Quant à celle de la prorogation, je n'ai pas été chez M. Cretet depuis quelques jours, il doit arriver incessamment ; lorsque l'avis du préfet sera arrivé mon affaire sera bientôt expédiée, celle-là ne me donnera pas beaucoup d'embarras parce que grâce à M. Cretet l'aîné que tu connais sans doute à présent et à Mad. Teissère je suis chez ce conseiller d'Etat de manière à faire réussir tout ce que j'aurai à demander et n'ai besoin là du secours de personne.

[...]

Je ne sais vraiment que penser de mon Recommandé [Vauban ?], d'abord tu me l'as représenté comme un homme si singulier que j'ai craint de te l'avoir adressé à cause de la peine que tu pourrais trouver à le voir, maintenant c'est un beau jeune homme honnête aimable qu'on a beaucoup de plaisir à voir avec qui l'on joue souvent au tric trac, qu'on reçoit tous les jours, à qui l'on donne souvent à dîner, en tant qu'on se borne là, c'est en vérité fort heureux pour moi, mais maintenant me voilà avec des craintes plus fondées et plus grandes que les premières ; car tu n'es pas de l'avis de ceux qui disent que je ne suis pas jaloux. Tu sais bien que je ne connais point ce M. de Vauban  ; il est au reste infiniment reconnaissant de tout ce que tu as fait pour lui, mais je te prie de le borner à tout ce que tu me dis, j'espère qu'il s'en contentera et que s'il demandait davantage tu ne serais cependant point d'avis de le lui accorder.

J'ai reçu une lettre de M. de Vauban qui me fait de très grands remerciements et paraît enchanté de ma femme et des honnêtetés dont elle le comble et de tous les mouvements qu'elle se donne pour lui ; il faut espérer que si le pauvre mari y courait des dangers on ne le prendrait pas du moins pour un confident. Ce qui m'a touché c'est que cette lettre est remplie de fautes d'orthographe d'une certaine force. Tu vas devenir d'une bien grande [force] au trictrac et le pauvre minou sera mis de côté absolument, il le regretterait bien cependant car l'enfilade avec toi lui plaira toujours beaucoup.

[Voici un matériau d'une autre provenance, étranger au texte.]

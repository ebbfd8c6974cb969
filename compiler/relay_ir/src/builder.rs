//! Positioned builder for [`ThunkFunction`]s.
//!
//! Follows the "position at a block, emit instructions, terminate" pattern.
//! Each `emit_*` method allocates its destination variables and appends to
//! the current block.

use smallvec::SmallVec;

use crate::ir::{
    Block, BlockId, Instr, PointerAuthInfo, RuntimeFunction, Terminator, ThunkFunction,
    VTableOffset, VarId,
};
use crate::method::CallingConventionKind;
use crate::types::{ScalarKind, TypeId};
use crate::Name;

/// In-progress basic block.
struct BlockBuilder {
    id: BlockId,
    body: Vec<Instr>,
    terminator: Option<Terminator>,
}

impl BlockBuilder {
    fn new(id: BlockId) -> Self {
        Self {
            id,
            body: Vec::new(),
            terminator: None,
        }
    }
}

/// Builder for an in-progress thunk function.
///
/// Consumed by [`finish`](IrBuilder::finish).
pub struct IrBuilder {
    name: Name,
    convention: CallingConventionKind,
    params: Vec<VarId>,
    blocks: Vec<BlockBuilder>,
    current_block: BlockId,
    var_kinds: Vec<ScalarKind>,
}

impl IrBuilder {
    /// Create a builder with an entry block already allocated.
    pub fn new(name: Name, convention: CallingConventionKind) -> Self {
        Self {
            name,
            convention,
            params: Vec::new(),
            blocks: vec![BlockBuilder::new(BlockId::new(0))],
            current_block: BlockId::new(0),
            var_kinds: Vec::new(),
        }
    }

    // Block management

    #[expect(
        clippy::cast_possible_truncation,
        reason = "block indices never exceed u32"
    )]
    pub fn new_block(&mut self) -> BlockId {
        let id = BlockId::new(self.blocks.len() as u32);
        self.blocks.push(BlockBuilder::new(id));
        id
    }

    pub fn position_at(&mut self, block: BlockId) {
        debug_assert!(
            block.index() < self.blocks.len(),
            "BlockId {} out of bounds (have {} blocks)",
            block.raw(),
            self.blocks.len(),
        );
        self.current_block = block;
    }

    #[inline]
    pub fn current_block(&self) -> BlockId {
        self.current_block
    }

    #[inline]
    pub fn is_terminated(&self) -> bool {
        self.blocks[self.current_block.index()].terminator.is_some()
    }

    pub fn name(&self) -> Name {
        self.name
    }

    pub fn convention(&self) -> CallingConventionKind {
        self.convention
    }

    // Variable allocation

    pub fn fresh_var(&mut self, kind: ScalarKind) -> VarId {
        let id = u32::try_from(self.var_kinds.len())
            .unwrap_or_else(|_| panic!("variable count exceeds u32::MAX"));
        self.var_kinds.push(kind);
        VarId::new(id)
    }

    /// Append a native parameter.
    pub fn add_param(&mut self, kind: ScalarKind) -> VarId {
        let var = self.fresh_var(kind);
        self.params.push(var);
        var
    }

    fn fresh_vars(&mut self, kinds: &[ScalarKind]) -> Vec<VarId> {
        kinds.iter().map(|&k| self.fresh_var(k)).collect()
    }

    fn push(&mut self, instr: Instr) {
        let block = &mut self.blocks[self.current_block.index()];
        debug_assert!(
            block.terminator.is_none(),
            "emitting into terminated block {}",
            self.current_block.raw()
        );
        block.body.push(instr);
    }

    // Instruction emission

    pub fn emit_const(&mut self, kind: ScalarKind, value: u64) -> VarId {
        let dst = self.fresh_var(kind);
        self.push(Instr::Const { dst, value });
        dst
    }

    pub fn emit_global_addr(&mut self, symbol: Name) -> VarId {
        let dst = self.fresh_var(ScalarKind::Ptr);
        self.push(Instr::GlobalAddr { dst, symbol });
        dst
    }

    pub fn emit_load(&mut self, kind: ScalarKind, addr: VarId, offset: u32) -> VarId {
        let dst = self.fresh_var(kind);
        self.push(Instr::Load { dst, addr, offset });
        dst
    }

    pub fn emit_store(&mut self, value: VarId, addr: VarId, offset: u32) {
        self.push(Instr::Store {
            value,
            addr,
            offset,
        });
    }

    pub fn emit_load_take(&mut self, kinds: &[ScalarKind], addr: VarId) -> Vec<VarId> {
        let dsts = self.fresh_vars(kinds);
        self.push(Instr::LoadTake {
            dsts: dsts.clone(),
            addr,
        });
        dsts
    }

    pub fn emit_stack_alloc(&mut self, bytes: u32) -> VarId {
        let dst = self.fresh_var(ScalarKind::Ptr);
        self.push(Instr::StackAlloc { dst, bytes });
        dst
    }

    /// Native words of `ty` to its canonical components of `kinds`.
    pub fn emit_map_from_native(
        &mut self,
        ty: TypeId,
        kinds: &[ScalarKind],
        srcs: &[VarId],
    ) -> SmallVec<[VarId; 4]> {
        let dsts = self.fresh_vars(kinds);
        self.push(Instr::MapFromNative {
            ty,
            dsts: dsts.clone(),
            srcs: srcs.to_vec(),
        });
        SmallVec::from_vec(dsts)
    }

    /// Canonical components of `ty` to its native words of `kinds`.
    pub fn emit_map_to_native(
        &mut self,
        ty: TypeId,
        kinds: &[ScalarKind],
        srcs: &[VarId],
    ) -> SmallVec<[VarId; 4]> {
        let dsts = self.fresh_vars(kinds);
        self.push(Instr::MapToNative {
            ty,
            dsts: dsts.clone(),
            srcs: srcs.to_vec(),
        });
        SmallVec::from_vec(dsts)
    }

    pub fn emit_heap_metadata(&mut self, object: VarId) -> VarId {
        let dst = self.fresh_var(ScalarKind::Ptr);
        self.push(Instr::HeapMetadata { dst, object });
        dst
    }

    pub fn emit_witness_method(&mut self, table: VarId, index: u32) -> VarId {
        let dst = self.fresh_var(ScalarKind::Ptr);
        self.push(Instr::WitnessMethod { dst, table, index });
        dst
    }

    pub fn emit_vtable_method(&mut self, metadata: VarId, offset: VTableOffset) -> VarId {
        let dst = self.fresh_var(ScalarKind::Ptr);
        self.push(Instr::VTableMethod {
            dst,
            metadata,
            offset,
        });
        dst
    }

    pub fn emit_authenticate(&mut self, value: VarId, auth: PointerAuthInfo) -> VarId {
        let dst = self.fresh_var(ScalarKind::Ptr);
        self.push(Instr::Authenticate { dst, value, auth });
        dst
    }

    pub fn emit_sign(&mut self, value: VarId, auth: PointerAuthInfo) -> VarId {
        let dst = self.fresh_var(ScalarKind::Ptr);
        self.push(Instr::Sign { dst, value, auth });
        dst
    }

    pub fn emit_compare_eq(&mut self, lhs: VarId, rhs: VarId) -> VarId {
        let dst = self.fresh_var(ScalarKind::I8);
        self.push(Instr::CompareEq { dst, lhs, rhs });
        dst
    }

    pub fn emit_async_frame_entry(&mut self, context: VarId, frame_size: u32) {
        self.push(Instr::AsyncFrameEntry {
            context,
            frame_size,
        });
    }

    /// Emit a call whose native results have the given kinds.
    pub fn emit_call(
        &mut self,
        callee: VarId,
        convention: CallingConventionKind,
        args: Vec<VarId>,
        result_kinds: &[ScalarKind],
    ) -> Vec<VarId> {
        let results = self.fresh_vars(result_kinds);
        self.push(Instr::Call {
            callee,
            convention,
            args,
            results: results.clone(),
        });
        results
    }

    pub fn emit_call_runtime(&mut self, func: RuntimeFunction, args: Vec<VarId>) -> VarId {
        debug_assert_eq!(args.len(), func.arity(), "{} arity", func.symbol());
        let dst = self.fresh_var(ScalarKind::Ptr);
        self.push(Instr::CallRuntime { dst, func, args });
        dst
    }

    // Terminators

    fn terminate(&mut self, terminator: Terminator) {
        let block = &mut self.blocks[self.current_block.index()];
        debug_assert!(
            block.terminator.is_none(),
            "block {} already terminated",
            self.current_block.raw()
        );
        block.terminator = Some(terminator);
    }

    pub fn terminate_return(&mut self, values: Vec<VarId>) {
        self.terminate(Terminator::Return { values });
    }

    pub fn terminate_async_exit(&mut self) {
        self.terminate(Terminator::AsyncExit);
    }

    pub fn terminate_branch(&mut self, cond: VarId, then_block: BlockId, else_block: BlockId) {
        self.terminate(Terminator::Branch {
            cond,
            then_block,
            else_block,
        });
    }

    pub fn terminate_jump(&mut self, target: BlockId) {
        self.terminate(Terminator::Jump { target });
    }

    pub fn terminate_unreachable(&mut self) {
        self.terminate(Terminator::Unreachable);
    }

    // Finalization

    /// Consume the builder and produce a finished [`ThunkFunction`].
    ///
    /// Unterminated blocks get `Unreachable` as a fallback (with a tracing
    /// warning).
    pub fn finish(self) -> ThunkFunction {
        let mut blocks = Vec::with_capacity(self.blocks.len());
        for bb in self.blocks {
            let terminator = bb.terminator.unwrap_or_else(|| {
                tracing::warn!(
                    block = bb.id.raw(),
                    "unterminated block in thunk IR, adding Unreachable"
                );
                Terminator::Unreachable
            });
            blocks.push(Block {
                id: bb.id,
                body: bb.body,
                terminator,
            });
        }
        ThunkFunction {
            name: self.name,
            convention: self.convention,
            params: self.params,
            blocks,
            entry: BlockId::new(0),
            var_kinds: self.var_kinds,
        }
    }
}
//! Lowering a method signature to its flat native parameter list.
//!
//! # Native parameter order
//!
//! Ordinary and yield-once coroutine functions take:
//!
//! ```text
//! [resume buffer] [indirect return] params.. bindings.. self [error slot] [self metadata, witness table]
//! ```
//!
//! The bracketed entries are present only for coroutines, results passed
//! by address, throwing methods and protocol-dispatched methods
//! respectively. Async functions take a single context frame address and
//! return nothing natively; see [`AsyncContextLayout`].

use std::sync::Arc;

use relay_ir::{CallingConventionKind, MethodReference, ScalarKind, TypeId};

use crate::async_layout::AsyncContextLayout;
use crate::layout::{LayoutService, ValuePassing};
use crate::{internal_error, AbiError};

/// What a native parameter carries.
#[derive(Clone, Copy, Debug, PartialEq, Eq, Hash)]
pub enum ArgRole {
    ResumeBuffer,
    IndirectReturn,
    /// Native word `word` of direct parameter `index`.
    Param { index: u32, word: u32 },
    /// Address of the canonical explosion of loadable parameter `index`.
    ParamIndirect { index: u32 },
    /// Address of address-only parameter `index`.
    ParamAddress { index: u32 },
    GenericBinding { index: u32 },
    SelfValue,
    ErrorSlot,
    SelfMetadata,
    SelfWitnessTable,
    /// Async context frame.
    Context,
}

#[derive(Clone, Copy, Debug, PartialEq, Eq, Hash)]
pub struct NativeParam {
    pub role: ArgRole,
    pub kind: ScalarKind,
}

/// A method signature as the native calling convention sees it.
#[derive(Clone, Debug, PartialEq, Eq)]
pub struct LoweredSignature {
    pub convention: CallingConventionKind,
    /// Protocol-dispatched: self metadata and witness table trail the
    /// parameters.
    pub witness: bool,
    pub throws: bool,
    pub params: Vec<NativeParam>,
    /// Native result words.
    pub results: Vec<ScalarKind>,
    /// Passing of each declared parameter.
    pub param_passing: Vec<ValuePassing>,
    pub param_types: Vec<TypeId>,
    pub result_type: TypeId,
    pub result_passing: ValuePassing,
    pub binding_count: u32,
    pub async_layout: Option<Arc<AsyncContextLayout>>,
}

impl LoweredSignature {
    pub fn has_indirect_return(&self) -> bool {
        self.result_passing.is_by_address()
    }

    pub fn param_kinds(&self) -> Vec<ScalarKind> {
        self.params.iter().map(|p| p.kind).collect()
    }

    /// Position of the first native parameter with `role`.
    pub fn position(&self, role: ArgRole) -> Option<usize> {
        self.params.iter().position(|p| p.role == role)
    }

    /// Context frame layout of an async signature.
    ///
    /// # Panics
    ///
    /// Panics if the signature is not async.
    pub fn context_layout(&self) -> &Arc<AsyncContextLayout> {
        self.async_layout.as_ref().unwrap_or_else(|| {
            internal_error(format_args!(
                "{:?} signature has no context frame",
                self.convention
            ))
        })
    }
}

/// Lower `method` for its own calling convention.
pub fn lower_signature(
    method: &MethodReference,
    layout: &dyn LayoutService,
) -> Result<LoweredSignature, AbiError> {
    let sig = &method.signature;
    let convention = sig.convention;
    let witness = method.is_witness_method();

    let param_passing = sig
        .params
        .iter()
        .map(|&p| layout.passing(p))
        .collect::<Result<Vec<_>, AbiError>>()?;
    let result_passing = layout.passing(sig.result)?;
    let binding_count = sig.generics.binding_count();

    let mut params = Vec::new();
    let mut results = Vec::new();
    let mut async_layout = None;

    if convention.is_async() {
        params.push(NativeParam {
            role: ArgRole::Context,
            kind: ScalarKind::Ptr,
        });
        async_layout = Some(layout.async_context_layout(method)?);
    } else {
        let ptr = |role| NativeParam {
            role,
            kind: ScalarKind::Ptr,
        };
        if convention.is_coroutine() {
            params.push(ptr(ArgRole::ResumeBuffer));
            results.push(ScalarKind::Ptr);
        }
        match &result_passing {
            ValuePassing::Direct(schema) => results.extend(schema.native_kinds()),
            ValuePassing::Indirect(_) | ValuePassing::Address => {
                params.push(ptr(ArgRole::IndirectReturn));
            }
        }
        for (i, passing) in param_passing.iter().enumerate() {
            #[expect(clippy::cast_possible_truncation, reason = "parameter count is tiny")]
            let index = i as u32;
            match passing {
                ValuePassing::Direct(schema) => {
                    for (word, kind) in schema.native_kinds().into_iter().enumerate() {
                        #[expect(clippy::cast_possible_truncation, reason = "word count is tiny")]
                        let word = word as u32;
                        params.push(NativeParam {
                            role: ArgRole::Param { index, word },
                            kind,
                        });
                    }
                }
                ValuePassing::Indirect(_) => params.push(ptr(ArgRole::ParamIndirect { index })),
                ValuePassing::Address => params.push(ptr(ArgRole::ParamAddress { index })),
            }
        }
        for index in 0..binding_count {
            params.push(ptr(ArgRole::GenericBinding { index }));
        }
        params.push(ptr(ArgRole::SelfValue));
        if sig.has_error_result() {
            params.push(ptr(ArgRole::ErrorSlot));
        }
        if witness {
            params.push(ptr(ArgRole::SelfMetadata));
            params.push(ptr(ArgRole::SelfWitnessTable));
        }
    }

    Ok(LoweredSignature {
        convention,
        witness,
        throws: sig.has_error_result(),
        params,
        results,
        param_passing,
        param_types: sig.params.clone(),
        result_type: sig.result,
        result_passing,
        binding_count,
        async_layout,
    })
}

#[cfg(test)]
#[allow(
    clippy::unwrap_used,
    reason = "tests use unwrap to panic on unexpected state"
)]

Pour moi je fais des parties de spectacle, de promenade etc. avec une dame fort aimable, que j'accompagne avec plaisir, hier nous allâmes ensemble avec sa tante chez M. Sican voir les sourds et muets, nous y restâmes trois heures qui passèrent bien rapidement, rien n'est plus intéressant que cette institution, plus étonnant que les procédés qu'on emploie, plus admirable que l'homme qui la dirige. Mad de nous donna ensuite à dîner et le soir nous fûmes à un petit spectacle des boulevards [ajouté ensuite « Mayeuvre était de la partie »]. D'après tout cela je ne te parlerai pas de ma santé, il en résulte bien qu'elle est bonne, mon œil exige toujours beaucoup de ménagement et m'a constamment fatigué depuis que je suis à Paris ; au reste il y a beaucoup de maux d'yeux et il faut que des causes générales se réunissent aux particulières à mon individu pour expliquer le malaise qu'il a éprouvé toujours ce voyage. La dame à qui je rends des soins est bien désolée d'être séparée de ses trois filles, je crois qu'elle partira bientôt elle est bonne mère et toujours profondément affectée de la perte de son mari, elle gagne bien à être connue, elle sera sûrement empressée de te connaître davantage et je la crois assez raisonnablement occupée de l'éducation de ses filles pour qu'elle puisse te convenir. Le minou n'est pas assez heure[ux](déchiré) que sa femme soit jalouse de lui, il pourrait donc bien faire sa cour aux belles sans craindre de la tourmenter mais il n'y a pas la moindre propension et n'y trouverait pas la moindre jouissance, tant cette minette a fondé son empire sur des bases solides et durables. [...]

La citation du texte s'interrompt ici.